Single-color tails have been around a long time, probably accounting for the bulk of all plastics purchased. Years ago, bass anglers adopted firetails; the little wiggly portion of the tail was a different, usually highly visible color designed to attract strikes. Trouble is, most of those strikes likely come from pesky panfish like bluegills and perch. Walleye anglers tend to prefer patterns that cause fish to strike at the head and hook end of the package.
Alternative color jigheads, or plastic bodies with an eye or spot of color at the head more often are choices for walleyes. If you subscribe to the school of thought that multiple colors offer multiple triggers to a potential biter, then two-colored or three-colored grubs will appeal to your sensibilities. Once again, it’s a confidence thing. The nice thing is that you can easily mix and match different plastics with different colored jigheads to achieve a wealth of combos.
Plastics with a dark back and light belly offer an increased resemblance to natural minnow forage. Many shad tails fall into this category. For increased visibility in dark water, glitter bodies have bits of reflective glitter molded directly into the plastic, helping fish locate the bait in the gloom or murk of muddy water.

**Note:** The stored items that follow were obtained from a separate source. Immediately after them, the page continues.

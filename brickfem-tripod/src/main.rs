use brickfem_tripod::{run, Error, TripodConfig};
use std::path::PathBuf;
use structopt::StructOpt;
use tracing::{info, Level};

/// Command line options
#[derive(StructOpt, Debug)]
#[structopt(
    name = "brickfem-tripod",
    about = "Solves the tripod elasticity demo and exports the results to VTK"
)]
struct Options {
    /// GiD mesh of the tripod
    #[structopt(long, parse(from_os_str))]
    mesh: Option<PathBuf>,

    /// JSON configuration file; flags override its values
    #[structopt(long, parse(from_os_str))]
    config: Option<PathBuf>,

    /// Output directory
    #[structopt(long, parse(from_os_str))]
    out_dir: Option<PathBuf>,

    /// Degree of the displacement fem
    #[structopt(long)]
    degree: Option<usize>,

    /// Large deformation model
    #[structopt(long)]
    nonlinear: bool,

    /// Add an incompressibility term (needs degree 2)
    #[structopt(long)]
    incompressible: bool,

    /// Only report warnings and errors
    #[structopt(long, conflicts_with = "verbose")]
    quiet: bool,

    /// Debug output
    #[structopt(long)]
    verbose: bool,
}

fn main() -> Result<(), Error> {
    // parse options
    let options = Options::from_args();

    let level = if options.quiet {
        Level::WARN
    } else if options.verbose {
        Level::DEBUG
    } else {
        Level::INFO
    };
    tracing_subscriber::fmt().with_max_level(level).init();

    // configuration file, then flags
    let mut config = match &options.config {
        Some(path) => TripodConfig::from_json_file(path)?,
        None => TripodConfig::default(),
    };
    if let Some(mesh) = options.mesh {
        config.mesh = mesh;
    }
    if let Some(out_dir) = options.out_dir {
        config.out_dir = out_dir;
    }
    if let Some(degree) = options.degree {
        config.degree = degree;
    }
    if options.nonlinear {
        config.linear = false;
    }
    if options.incompressible {
        config.incompressible = true;
    }

    let report = run(&config)?;
    info!(
        files = report.files.len(),
        seconds = report.solve.time_seconds,
        "tripod done"
    );
    println!("{}", serde_json::to_string_pretty(&report)?);
    Ok(())
}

An increasing array of realistic forage-pattern plastics are entering the market. If you believe that the most accurate baitfish imitations will catch the most fish, these will boost your confidence big time. Cabela’s Livin’ Eye Minnows are rigged onto a minnow-head jighead. Storm WildEyes are molded onto an internal head. Both are uncanny representations of something good to eat.

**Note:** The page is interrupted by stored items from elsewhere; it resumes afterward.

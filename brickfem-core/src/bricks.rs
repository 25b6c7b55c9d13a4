//! Model bricks.
//!
//! - [`IsotropicLinearizedElasticity`], [`NonlinearElasticity`] - material laws
//! - [`LinearIncompressibility`], [`NonlinearIncompressibility`] - pressure terms
//! - [`SourceTerm`] - volume or boundary loads
//! - [`Dirichlet`] - prescribed displacements, penalised or eliminated

mod dirichlet;
mod elasticity;
mod incompressibility;
mod source;

pub use dirichlet::{Dirichlet, DirichletMode, DEFAULT_PENALIZATION};
pub use elasticity::{IsotropicLinearizedElasticity, NonlinearElasticity};
pub use incompressibility::{LinearIncompressibility, NonlinearIncompressibility};
pub use source::SourceTerm;

use crate::element::{face_to_barycentric, Geometry};
use crate::error::Result;
use crate::integration::MeshIm;
use crate::mesh::{Face, Mesh};

/// Quadrature of a convex: barycentric points with physical weights.
pub(crate) fn convex_quadrature(
    mim: &MeshIm,
    mesh: &Mesh,
    cv: usize,
) -> Result<(Geometry, Vec<([f64; 4], f64)>)> {
    let geometry = mesh.convex_geometry(cv)?;
    let jac = geometry.det().abs();
    let points = mim
        .volume_points()
        .iter()
        .map(|gp| (gp.coords, gp.weight * jac))
        .collect();
    Ok((geometry, points))
}

/// Quadrature of a convex face, lifted to barycentric points of the convex.
pub(crate) fn face_quadrature(
    mim: &MeshIm,
    mesh: &Mesh,
    face: Face,
) -> Result<(Geometry, Vec<([f64; 4], f64)>)> {
    let geometry = mesh.convex_geometry(face.convex)?;
    // reference triangle has area 1/2
    let scale = 2.0 * geometry.face_area(face.face);
    let points = mim
        .face_points()
        .iter()
        .map(|gp| (face_to_barycentric(face.face, &gp.coords), gp.weight * scale))
        .collect();
    Ok((geometry, points))
}

#[cfg(test)]
pub(crate) mod testing {
    use crate::fem::{FemKind, MeshFem};
    use crate::integration::{IntegrationMethod, MeshIm};
    use crate::mesh::Mesh;
    use crate::model::{Brick, BrickContext};
    use crate::sparse::{scatter, SparseVector, TripletMatrix};
    use crate::types::Point3;
    use nalgebra::DMatrix;
    use std::sync::Arc;

    /// Unit cube split into `n³` Kuhn cubes with a Pk displacement space.
    pub fn unit_box(n: usize, degree: usize) -> (Arc<MeshFem>, Arc<MeshIm>) {
        let mesh = Arc::new(
            Mesh::regular_simplices(Point3::zeros(), Point3::new(1.0, 1.0, 1.0), [n, n, n]).unwrap(),
        );
        let mfu = Arc::new(MeshFem::new(mesh.clone(), FemKind::Pk { degree }, 3).unwrap());
        let mim = Arc::new(MeshIm::new(mesh, IntegrationMethod::tetrahedron(5).unwrap()));
        (mfu, mim)
    }

    /// Dense tangent and residual of a single brick.
    pub fn dense_system(
        brick: &dyn Brick,
        mfu: &MeshFem,
        mim: &MeshIm,
        state: &[f64],
    ) -> (DMatrix<f64>, Vec<f64>) {
        let ctx = BrickContext {
            mfu,
            mim,
            state,
            mixed_offset: mfu.nbdof(),
        };
        let contributions = brick.assemble(&ctx).unwrap();
        let n = state.len();
        let mut k = TripletMatrix::new(n, n);
        let mut r = SparseVector::zeros(n);
        scatter(&contributions, &mut k, &mut r);
        (DMatrix::from(&k.to_csr().unwrap()), r.into_vec())
    }

    /// Compare the tangent with central differences of the residual.
    pub fn check_tangent(brick: &dyn Brick, mfu: &MeshFem, mim: &MeshIm, state: &[f64]) {
        let (k, _) = dense_system(brick, mfu, mim, state);
        let h = 1e-6;
        let scale = k.amax().max(1e-12);
        for col in (0..state.len()).step_by(5) {
            let mut plus = state.to_vec();
            let mut minus = state.to_vec();
            plus[col] += h;
            minus[col] -= h;
            let (_, rp) = dense_system(brick, mfu, mim, &plus);
            let (_, rm) = dense_system(brick, mfu, mim, &minus);
            for row in 0..state.len() {
                let fd = (rp[row] - rm[row]) / (2.0 * h);
                assert!(
                    (fd - k[(row, col)]).abs() <= 1e-5 * scale,
                    "tangent mismatch at ({}, {}): {} vs {}",
                    row,
                    col,
                    k[(row, col)],
                    fd
                );
            }
        }
    }
}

In the end, there are no magic colors or combos, only shades that usually work, hues that generally don’t, and others that fall so-so in between. Sometimes color makes a difference. Often it doesn’t, with other factors like size, shape, sound, vibration being more important. Since you never know exactly what conditions will dictate every time out, carry a selection and be prepared to experiment for the best results.
Scented, Salted, Salacious
Fish scent products were originally designed as much as de-scents to hide offensive human orders exuded from the skin or to mask unnatural scents like gas or oil or peanut butter and jelly transferred to the bait as they were as scents to attract, fool, and trigger fish into biting or striking. Oils, sprays, pastes, and other concoctions hit the market in force; many have since fizzled and failed.

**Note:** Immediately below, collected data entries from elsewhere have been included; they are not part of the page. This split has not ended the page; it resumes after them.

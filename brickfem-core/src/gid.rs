//! GiD `.msh` import and export.
//!
//! A file holds one or more `MESH` sections:
//!
//! ```text
//! MESH dimension 3 ElemType Tetrahedra Nnode 4
//! Coordinates
//!     1   0.0 0.0 0.0
//!     ...
//! end coordinates
//! Elements
//!     1   1 2 3 4   [material]
//!     ...
//! end elements
//! ```
//!
//! Node ids are arbitrary positive integers shared by all sections. Sections
//! whose element type is not a 4- or 10-node tetrahedron are skipped.

use crate::error::{Error, Result};
use crate::mesh::{ElementType, Mesh};
use crate::types::Point3;
use std::collections::HashMap;
use std::fmt::Write as _;
use std::path::Path;
use tracing::{debug, warn};

#[derive(Debug, Clone, Copy, PartialEq)]
enum Block {
    Header,
    Coordinates,
    Elements,
}

struct Section {
    element_type: Option<ElementType>,
}

/// Parse the content of a GiD mesh file.
pub fn parse_gid(content: &str) -> Result<Mesh> {
    let mut point_ids: HashMap<u64, usize> = HashMap::new();
    let mut points: Vec<Point3> = Vec::new();
    // (line, type, raw node ids)
    let mut raw_convexes: Vec<(usize, ElementType, Vec<u64>)> = Vec::new();

    let mut section: Option<Section> = None;
    let mut block = Block::Header;

    for (idx, raw_line) in content.lines().enumerate() {
        let line_no = idx + 1;
        let line = match raw_line.find('#') {
            Some(pos) => &raw_line[..pos],
            None => raw_line,
        }
        .trim();
        if line.is_empty() {
            continue;
        }
        let lower = line.to_ascii_lowercase();

        match block {
            Block::Coordinates if lower.starts_with("end") => {
                block = Block::Header;
            }
            Block::Elements if lower.starts_with("end") => {
                block = Block::Header;
            }
            Block::Coordinates => {
                let (id, coords) = line.split_once(char::is_whitespace).unwrap_or((line, ""));
                let id = match id.parse::<u64>() {
                    Ok(id) if id >= 1 => id,
                    _ => return Err(import_error(line_no, "node ids must be positive integers")),
                };
                let fields = parse_numbers::<f64>(coords, line_no)?;
                if !(2..=3).contains(&fields.len()) {
                    return Err(import_error(line_no, "coordinate line needs an id and 2 or 3 values"));
                }
                let z = fields.get(2).copied().unwrap_or(0.0);
                let point = Point3::new(fields[0], fields[1], z);
                if point_ids.insert(id, points.len()).is_some() {
                    return Err(import_error(line_no, &format!("duplicate node id {}", id)));
                }
                points.push(point);
            }
            Block::Elements => {
                let Some(Section { element_type }) = &section else {
                    return Err(import_error(line_no, "elements outside of a MESH section"));
                };
                let Some(element_type) = *element_type else {
                    continue;
                };
                let fields = parse_numbers::<u64>(line, line_no)?;
                let n = element_type.n_nodes();
                if fields.len() < n + 1 {
                    return Err(import_error(
                        line_no,
                        &format!("element line needs an id and {} node ids", n),
                    ));
                }
                raw_convexes.push((line_no, element_type, fields[1..=n].to_vec()));
            }
            Block::Header => {
                if lower.starts_with("mesh") {
                    section = Some(parse_header(line, line_no)?);
                } else if lower.starts_with("coordinates") {
                    block = Block::Coordinates;
                } else if lower.starts_with("elements") {
                    block = Block::Elements;
                } else {
                    return Err(import_error(line_no, &format!("unexpected line '{}'", line)));
                }
            }
        }
    }

    if block != Block::Header {
        return Err(import_error(content.lines().count(), "unterminated block"));
    }

    let mut mesh = Mesh::with_capacity(points.len(), raw_convexes.len());
    for p in points {
        mesh.add_point(p);
    }
    for (line_no, element_type, ids) in raw_convexes {
        let nodes = ids
            .iter()
            .map(|id| {
                point_ids
                    .get(id)
                    .copied()
                    .ok_or_else(|| import_error(line_no, &format!("unknown node id {}", id)))
            })
            .collect::<Result<Vec<_>>>()?;
        mesh.add_convex(element_type, nodes)?;
    }

    debug!(
        points = mesh.nbpts(),
        convexes = mesh.nbcvs(),
        "parsed GiD mesh"
    );
    Ok(mesh)
}

/// Read a GiD mesh file from disk.
pub fn import_gid(path: impl AsRef<Path>) -> Result<Mesh> {
    let content = std::fs::read_to_string(path.as_ref())?;
    parse_gid(&content)
}

/// Render a mesh in GiD format, one `MESH` section per convex type.
pub fn write_gid(mesh: &Mesh) -> Result<String> {
    let mut out = String::new();
    let mut first = true;
    for (element_type, nnode) in [(ElementType::Tet4, 4), (ElementType::Tet10, 10)] {
        let convexes: Vec<_> = mesh
            .convexes()
            .iter()
            .filter(|c| c.element_type == element_type)
            .collect();
        if convexes.is_empty() {
            continue;
        }
        writeln!(out, "MESH dimension 3 ElemType Tetrahedra Nnode {}", nnode)?;
        writeln!(out, "Coordinates")?;
        if first {
            for (i, p) in mesh.pts().iter().enumerate() {
                writeln!(out, "{:8} {:.17e} {:.17e} {:.17e}", i + 1, p[0], p[1], p[2])?;
            }
            first = false;
        }
        writeln!(out, "end coordinates")?;
        writeln!(out)?;
        writeln!(out, "Elements")?;
        for (i, convex) in convexes.iter().enumerate() {
            write!(out, "{:8}", i + 1)?;
            for &n in &convex.nodes {
                write!(out, " {}", n + 1)?;
            }
            writeln!(out)?;
        }
        writeln!(out, "end elements")?;
        writeln!(out)?;
    }
    Ok(out)
}

/// Write a mesh to disk in GiD format.
pub fn save_gid(mesh: &Mesh, path: impl AsRef<Path>) -> Result<()> {
    std::fs::write(path.as_ref(), write_gid(mesh)?)?;
    Ok(())
}

fn parse_header(line: &str, line_no: usize) -> Result<Section> {
    let tokens: Vec<&str> = line.split_whitespace().collect();
    let value_of = |key: &str| {
        tokens
            .iter()
            .position(|t| t.eq_ignore_ascii_case(key))
            .and_then(|i| tokens.get(i + 1))
            .copied()
    };

    let elem_type = value_of("elemtype")
        .ok_or_else(|| import_error(line_no, "MESH header without ElemType"))?;
    let nnode: usize = value_of("nnode")
        .ok_or_else(|| import_error(line_no, "MESH header without Nnode"))?
        .parse()
        .map_err(|_| import_error(line_no, "Nnode is not an integer"))?;

    let element_type = match (elem_type.to_ascii_lowercase().as_str(), nnode) {
        ("tetrahedra", 4) => Some(ElementType::Tet4),
        ("tetrahedra", 10) => Some(ElementType::Tet10),
        _ => {
            warn!(
                line = line_no,
                "skipping GiD section with ElemType {} Nnode {}", elem_type, nnode
            );
            None
        }
    };
    Ok(Section { element_type })
}

fn parse_numbers<T: std::str::FromStr>(line: &str, line_no: usize) -> Result<Vec<T>> {
    line.split_whitespace()
        .map(|tok| {
            tok.parse::<T>()
                .map_err(|_| import_error(line_no, &format!("invalid number '{}'", tok)))
        })
        .collect()
}

fn import_error(line: usize, message: &str) -> Error {
    Error::Import {
        line,
        message: message.to_string(),
    }
}

#[cfg(test)]
mod tests {
    use super::*;
    use approx::assert_relative_eq;

    const TWO_TETS: &str = "\
# two tetrahedra sharing a face
MESH dimension 3 ElemType Tetrahedra Nnode 4
Coordinates
   10  0.0 0.0 0.0
   20  1.0 0.0 0.0
   30  0.0 1.0 0.0
   40  0.0 0.0 1.0
   50  1.0 1.0 1.0
end coordinates

Elements
   1  10 20 30 40  1
   2  20 30 40 50  1
end elements
";

    #[test]
    fn test_parse_arbitrary_ids() {
        let mesh = parse_gid(TWO_TETS).unwrap();
        assert_eq!(mesh.nbpts(), 5);
        assert_eq!(mesh.nbcvs(), 2);
        assert_eq!(mesh.convexes()[1].nodes, vec![1, 2, 3, 4]);
        assert_eq!(mesh.boundary_faces().len(), 6);
    }

    #[test]
    fn test_large_node_ids_stay_distinct() {
        // 2^53 and 2^53 + 1 collapse to the same f64
        let content = TWO_TETS
            .replace("   40  0.0", "   9007199254740992  0.0")
            .replace("   50  1.0", "   9007199254740993  1.0")
            .replace("10 20 30 40  1", "10 20 30 9007199254740992  1")
            .replace("20 30 40 50  1", "20 30 9007199254740992 9007199254740993  1");
        let mesh = parse_gid(&content).unwrap();
        assert_eq!(mesh.nbpts(), 5);
        assert_eq!(mesh.convexes()[1].nodes, vec![1, 2, 3, 4]);

        let bad = TWO_TETS.replace("   40  0.0", "   4.5  0.0");
        assert!(matches!(parse_gid(&bad), Err(Error::Import { .. })));
    }

    #[test]
    fn test_skips_other_sections() {
        let content = format!(
            "{}\nMESH dimension 3 ElemType Triangle Nnode 3\nCoordinates\nend coordinates\nElements\n 1 10 20 30\nend elements\n",
            TWO_TETS
        );
        let mesh = parse_gid(&content).unwrap();
        assert_eq!(mesh.nbcvs(), 2);
    }

    #[test]
    fn test_quadratic_tetrahedron() {
        let mut content = String::from("MESH dimension 3 ElemType Tetrahedra Nnode 10\nCoordinates\n");
        let corners = [
            Point3::new(0.0, 0.0, 0.0),
            Point3::new(1.0, 0.0, 0.0),
            Point3::new(0.0, 1.0, 0.0),
            Point3::new(0.0, 0.0, 1.0),
        ];
        let mut pts = corners.to_vec();
        for (i, j) in crate::element::tet10::TET10_EDGES {
            pts.push((corners[i] + corners[j]) * 0.5);
        }
        for (i, p) in pts.iter().enumerate() {
            content.push_str(&format!("{} {} {} {}\n", i + 1, p[0], p[1], p[2]));
        }
        content.push_str("end coordinates\nElements\n1 1 2 3 4 5 6 7 8 9 10\nend elements\n");

        let mesh = parse_gid(&content).unwrap();
        assert_eq!(mesh.convexes()[0].element_type, ElementType::Tet10);
        assert_relative_eq!(mesh.convex_volume(0).unwrap(), 1.0 / 6.0, epsilon = 1e-14);
    }

    #[test]
    fn test_errors_carry_line_numbers() {
        let bad = TWO_TETS.replace("   2  20 30 40 50  1", "   2  20 30 40 99  1");
        match parse_gid(&bad) {
            Err(Error::Import { line, .. }) => assert_eq!(line, 13),
            other => panic!("expected import error, got {:?}", other.map(|m| m.nbcvs())),
        }

        let bad = TWO_TETS.replace("1.0 1.0 1.0", "1.0 x 1.0");
        assert!(matches!(parse_gid(&bad), Err(Error::Import { line: 8, .. })));

        let unterminated = TWO_TETS.replace("end elements\n", "");
        assert!(parse_gid(&unterminated).is_err());
    }

    #[test]
    fn test_write_then_parse() {
        let mesh =
            Mesh::regular_simplices(Point3::zeros(), Point3::new(1.0, 2.0, 1.0), [2, 1, 1]).unwrap();
        let back = parse_gid(&write_gid(&mesh).unwrap()).unwrap();
        assert_eq!(back.nbpts(), mesh.nbpts());
        assert_eq!(back.nbcvs(), mesh.nbcvs());
        for (a, b) in back.pts().iter().zip(mesh.pts()) {
            assert_relative_eq!(a, b, epsilon = 1e-15);
        }
    }
}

What has caught on with the angling public, however, is the incorporation of scent and taste directly into plastic bodies. This is easy to do during the injection-molding process; just squirt the premixed plastisol and scent into the mold, and then pop the product in a resealable plastic bag. Open the bag and phew! the stink pours out in abundance. Great! If it’s stinky, it must be good. But are all equally good?
Hard to say. One man’s stink is another man’s perfume. Take garlic, for example. Bass are supposed to love it, it’s great in Italian cuisine, and is probably OK for walleyes.
Salt is another popular scent and taste trigger incorporated into plastics and is well accepted by anglers. Blood tastes salty, so salt should be a natural stimulant. Hard to argue with that.